The Ronald Kirk Bridge proved to be rich with STEM content and an entertaining atmosphere and the talkSTEM team thoroughly enjoyed designing this experience that you can enjoy both virtual through our videos as well as when you are able to visit this site. The bridge houses a children’s playground, a maze, seating areas, native flower beds, a concert area and more! This park bridge can be accessed by 2 DART bus routes, and sits in parallel with the Margaret Hunt Hill bridge and the 1930 Texas and Pacific Railway Trinity River Bridge. To learn more about the Ronald Kirk Bridge, click here.

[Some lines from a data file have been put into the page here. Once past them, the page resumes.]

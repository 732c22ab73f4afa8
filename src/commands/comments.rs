use crate::cli::{Cli, ScanArgs};
use crate::extractor::extract_with_rule;
use crate::output::FileComments;
use crate::{EXIT_SUCCESS, EXIT_UNTERMINATED};

use super::context::{load_registry, load_sources, report_error};

#[must_use]
pub fn run_comments(args: &ScanArgs, cli: &Cli) -> i32 {
    run_comments_impl(args, cli).unwrap_or_else(|e| report_error(&e))
}

/// # Errors
/// Returns an error if config loading, language lookup or reading fails.
pub fn run_comments_impl(args: &ScanArgs, cli: &Cli) -> crate::Result<i32> {
    let registry = load_registry(cli)?;
    let sources = load_sources(&registry, &args.files, args.lang.as_deref())?;

    let files: Vec<FileComments<'_>> = sources
        .iter()
        .map(|source| FileComments {
            path: source.path.clone(),
            language: source.rule.name.clone(),
            comments: extract_with_rule(&source.text, source.rule),
        })
        .collect();

    let output = args.format.formatter().format_comments(&files)?;
    print!("{output}");

    let unterminated = files
        .iter()
        .flat_map(|f| &f.comments)
        .any(|comment| comment.unterminated);
    Ok(if args.strict && unterminated {
        EXIT_UNTERMINATED
    } else {
        EXIT_SUCCESS
    })
}
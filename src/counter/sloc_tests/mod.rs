use super::*;
use crate::language::LanguageRegistry;


pub(super) fn rule(name: &str) -> LanguageRule {
    LanguageRegistry::default()
        .rules_for(name)
        .unwrap_or_else(|e| panic!("{e}"))
        .clone()
}

pub(super) fn stats(total: usize, code: usize, comment: usize, blank: usize) -> LineStats {
    LineStats {
        total,
        code,
        comment,
        blank,
    }
}
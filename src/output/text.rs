use std::fmt::Write;

use crate::error::Result;
use crate::language::LanguageRule;

use super::path::display_path;
use super::{CountSummary, FileComments, FileSpans, ReportFormatter};

/// Plain text output, one span, comment or file per line.
pub struct TextFormatter;

impl TextFormatter {
    fn header(output: &mut String, path: &std::path::Path, language: &str) {
        writeln!(output, "==> {} ({language}) <==", display_path(path)).ok();
    }
}

impl ReportFormatter for TextFormatter {
    fn format_spans(&self, files: &[FileSpans<'_>]) -> Result<String> {
        let mut output = String::new();
        for (i, file) in files.iter().enumerate() {
            if files.len() > 1 {
                if i > 0 {
                    writeln!(output).ok();
                }
                Self::header(&mut output, &file.path, &file.language);
            }
            for span in &file.spans {
                let marker = if span.unterminated {
                    " [unterminated]"
                } else {
                    ""
                };
                writeln!(
                    output,
                    "{:>6}..{:<6} {:<7} {:?}{marker}",
                    span.start,
                    span.end,
                    span.kind.as_str(),
                    span.text
                )
                .ok();
            }
        }
        Ok(output)
    }

    fn format_comments(&self, files: &[FileComments<'_>]) -> Result<String> {
        let mut output = String::new();
        for file in files {
            let path = display_path(&file.path);
            for comment in &file.comments {
                writeln!(output, "{path}:{}: {comment}", comment.line).ok();
            }
        }
        Ok(output)
    }

    fn format_counts(&self, summary: &CountSummary) -> Result<String> {
        let mut output = String::new();
        for file in &summary.files {
            write!(
                output,
                "{}: {} lines (code={}, comment={}, blank={})",
                display_path(&file.path),
                file.stats.total,
                file.stats.code,
                file.stats.comment,
                file.stats.blank
            )
            .ok();
            if file.unterminated > 0 {
                write!(output, " [{} unterminated]", file.unterminated).ok();
            }
            writeln!(output).ok();
        }
        if !summary.files.is_empty() {
            writeln!(output).ok();
        }

        writeln!(output, "Summary:").ok();
        writeln!(output, "  Files: {}", summary.files.len()).ok();
        writeln!(output, "  Total lines: {}", summary.total.total).ok();
        writeln!(output, "  Code: {}", summary.total.code).ok();
        writeln!(output, "  Comments: {}", summary.total.comment).ok();
        writeln!(output, "  Blank: {}", summary.total.blank).ok();
        if summary.skipped > 0 {
            writeln!(output, "  Skipped (unknown language): {}", summary.skipped).ok();
        }
        let unterminated = summary.unterminated();
        if unterminated > 0 {
            writeln!(output, "  Unterminated literals: {unterminated}").ok();
        }
        Ok(output)
    }

    fn format_languages(&self, languages: &[LanguageRule]) -> Result<String> {
        let width = languages.iter().map(|l| l.name.len()).max().unwrap_or(0);
        let mut output = String::new();
        for language in languages {
            write!(output, "{:<width$}  {}", language.name, language.extensions.join(", ")).ok();
            if !language.aliases.is_empty() {
                write!(output, "  (aliases: {})", language.aliases.join(", ")).ok();
            }
            writeln!(output).ok();
        }
        Ok(output)
    }
}

#[cfg(test)]
#[path = "text_tests.rs"]
mod tests;
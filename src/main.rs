use clap::Parser;
use tracing_subscriber::EnvFilter;

use comment_sieve::cli::{Cli, Commands};
use comment_sieve::commands::{run_comments, run_count, run_languages, run_spans};

fn main() {
    let cli = Cli::parse();
    init_tracing(cli.verbose);

    let exit_code = match &cli.command {
        Commands::Spans(args) => run_spans(args, &cli),
        Commands::Comments(args) => run_comments(args, &cli),
        Commands::Count(args) => run_count(args, &cli),
        Commands::Languages(args) => run_languages(args, &cli),
    };

    std::process::exit(exit_code);
}

/// Logs go to stderr. `RUST_LOG` wins over `-v` when set.
fn init_tracing(verbose: u8) {
    let level = match verbose {
        0 => "warn",
        1 => "info",
        2 => "debug",
        _ => "trace",
    };
    let filter = EnvFilter::try_from_default_env().unwrap_or_else(|_| EnvFilter::new(level));

    tracing_subscriber::fmt()
        .with_env_filter(filter)
        .with_writer(std::io::stderr)
        .with_target(false)
        .init();
}
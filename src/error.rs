use std::path::PathBuf;

use thiserror::Error;

#[derive(Error, Debug)]
pub enum SieveError {
    #[error("Unknown language: {0}")]
    UnknownLanguage(String),

    #[error("Configuration error: {0}")]
    Config(String),

    #[error("Failed to read file: {path}")]
    FileRead {
        path: PathBuf,
        #[source]
        source: std::io::Error,
    },

    #[error("IO error: {0}")]
    Io(#[from] std::io::Error),

    #[error("TOML parse error: {0}")]
    TomlParse(#[from] toml::de::Error),

    #[error("JSON serialization error: {0}")]
    JsonSerialize(#[from] serde_json::Error),
}

impl SieveError {
    /// Short, stable name of the error variant.
    #[must_use]
    pub const fn error_type(&self) -> &'static str {
        match self {
            Self::UnknownLanguage(_) => "UnknownLanguage",
            Self::Config(_) => "Config",
            Self::FileRead { .. } => "FileRead",
            Self::Io(_) => "Io",
            Self::TomlParse(_) => "TomlParse",
            Self::JsonSerialize(_) => "JsonSerialize",
        }
    }
}

pub type Result<T> = std::result::Result<T, SieveError>;

#[cfg(test)]
#[path = "error_tests.rs"]
mod tests;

To begin our research for this walkSTEM experience, we first had to observe the different components of the bridge, and see what questions came up. Because the bridge had so much potential content, the research phase took multiple trips to the Ronald Kirk Bridge. Located below the Ronald Kirk and Margaret Hunt Hill Bridge is the Trinity River. This particular walkSTEM project took place at one small portion of the river, and we look forward to exploring the rest of the Trinity River soon. There are many outdoor activities that the Trinity River offers, including biking, hiking and birding trails, paddling, picnic areas, playgrounds and horseback riding trails.

We quickly realized this site over the Trinity River provided a unique opportunity to discuss environment and sustainability work, and how they connect with engineering and design. The walkSTEM tour at Ronald Kirk Bridge contains 4 videos that cover a range of topics, suited for 5th-12th grade students.

As part of a walkSTEM experience, we hope that you will use these videos to explore your world through a new lens, and learn to recognize the STEM elements around you.
In this playlist, you can explore:

1. Which Mass Travels Faster?

In this video, the talkSTEM team performs an experiment to determine which mass travels faster in the Trinity River. This experiment uses 2 pieces of driftwood that were already found in the Trinity River – a thinner and thicker stick. The talkSTEM team utilized the lines in the sidewalk parallel to the river to measure the distance traveled by the sticks down the river. One person was at one end of the marked distance, dropping the sticks down one at a time in the flowing river. The second person stood at the opposite end of the marked distance and they use a stop watch to measure the time it took for each stick to travel to their end point from the starting point. The video prompts you to pause the video and make your hypothesis – which stick will travel faster in the Trinity River? The results of the experiment conclude that the thinner stick traveled much faster than the thicker stick.

Why is this? To explore the answer to this question, we did research on buoyancy and drag forces that take place in moving medium (aka the river water). Depending on how much buoyancy the object has, this determines the amount of surface area that is submerged in the river. If the object has more surface area in contact with the water, the object has MORE drag force acting on the object from the river. Therefore, we can see how the thinner stick traveled faster. The thinner stick had more buoyancy, which created far less surface area under water than for the thicker stick. This resulted in less drag acting on the thinner stick, so it was able to move faster than the thicker stick. To learn more about these forces, click here What other strategies could you use to estimate the speed of an object? What if the object were traveling in the air instead of water?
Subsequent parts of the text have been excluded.